My journal for my fifteenth day back at work reads, “The second week back was harder than the first.”
Day Eleven on the Trail
I’d woken up on Day Eleven after nine hours of sleep, yet I balked at the thought of another hard, twelve-mile day. We’d walked 130 miles in the first ten days; this was the day we’d pass the halfway point, with fourteen days left to get as far as we could. We were aiming for Canada.

It seemed as if we had plenty of time, but I knew what was ahead: Mount Horrid and Burnt Hill, a slog of a climb that followed Romance Gap, a place that once brought my marriage to the brink.
Dread aside, I knew that dragging my feet would only prolong the agony. Worse, we’d arrive at that night’s shelter after dark, something I still feared. So I changed my attitude.
As simple as that, I planted my hiking poles with confidence and stepped up my pace.
“A-I-E!” I whooped, pushing on.
“Attitude Is Everything,” Jan said, catching on to our family habit for acronyms.

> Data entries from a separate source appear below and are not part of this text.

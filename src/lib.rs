//! ndmatrix provides N-dimensional arrays with constant-time element access
//! and copy-free slicing.
//!
//! # Storage and layout
//!
//! A matrix is a combination of data storage and a [`Layout`]. The storage
//! determines the element type and how the data is owned. A matrix can be:
//!
//! - Owned (like `Vec<T>`)
//! - Borrowed (like `&[T]` or `&mut [T]`)
//!
//! The layout determines the number of dimensions (the _rank_), the size of
//! each (the _shape_) and how indices map to offsets in the storage. The
//! rank is fixed when a matrix is created; matrices of a different rank are
//! obtained as new values by indexing or slicing.
//!
//! # Matrix types and traits
//!
//! The base type for all matrices is [`MatrixBase`]. This is not normally
//! used directly but instead via a type alias which specifies the data
//! ownership: [`Matrix`] (owned), [`MatrixView`] (borrowed) or
//! [`MatrixViewMut`] (mutably borrowed).
//!
//! Querying, indexing and slicing are provided by the [`AsView`] trait,
//! implemented for owned matrices and views alike. Conceptually it is
//! similar to how [`Deref`](std::ops::Deref) allows accessing methods for
//! `&[T]` on a `Vec<T>`. The preferred way to import it is via the prelude:
//!
//! ```
//! use ndmatrix::prelude::*;
//! use ndmatrix::Matrix;
//!
//! let matrix = Matrix::from([[1, 2, 3], [4, 5, 6]]);
//!
//! let column = matrix.slice((.., 1));
//! let elems: Vec<_> = column.iter().copied().collect();
//! assert_eq!(elems, [2, 5]);
//! ```
//!
//! # Views
//!
//! A view selects a subset of the elements of another matrix, without
//! copying them. Each dimension of the source is either _picked_ (a single
//! index, removing the dimension) or _narrowed_ (a range with an optional
//! step, keeping the dimension):
//!
//! ```
//! use ndmatrix::prelude::*;
//! use ndmatrix::{Matrix, SliceRange};
//!
//! let matrix = Matrix::from_fn(&[4, 6], |ix| ix[0] * 10 + ix[1]);
//!
//! // Pick row 1, keep every other column.
//! let view = matrix.slice((1, SliceRange::new(0, None, 2)));
//! assert_eq!(view.to_vec(), [10, 12, 14]);
//! ```

pub mod errors;
pub mod iterators;
pub mod layout;
pub mod slice_range;

mod impl_debug;
mod index_iterator;
mod matrix;
mod nested;

// Re-exports for convenience.
pub use index_iterator::{DynIndex, Indices};
pub use layout::Layout;
pub use matrix::{
    AsView, Matrix, MatrixBase, MatrixView, MatrixViewMut, Scalar, Storage, StorageMut,
};
pub use nested::NestedList;
pub use slice_range::{IntoSliceItems, SliceItem, SliceRange};

/// This module provides a convenient way to import the most common traits
/// from this library via a glob import.
pub mod prelude {
    pub use super::AsView;
}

Neither Mount Horrid nor Burnt Hill were as bad as I remembered nor as hard as I feared, because once we were climbing, I’d wrangled my mind into the present instead of dreading what was ahead.
Week Three at Home
This week, after a miserable Monday at my desk fretting about how I was ever going to finish this novel, I remembered how I overcame that lead-footed resistance on the trail. And when I returned to my desk the next morning, I wrote well, bringing me twelve hundred words closer to finishing a chapter.

Life off the trail is harder: there are more distractions, more choices, more responsibilities, to be sure. But there’s no end to how the lessons from hiking the Long Trail resonate in my life at home. And just as I overcame dragging my feet on Day Eleven by focusing on the present task at hand instead of the terrain ahead, so I succeeded in overcoming Monday’s resistance to writing a book whose ending I still don’t know by concentrating on my characters’ lives today.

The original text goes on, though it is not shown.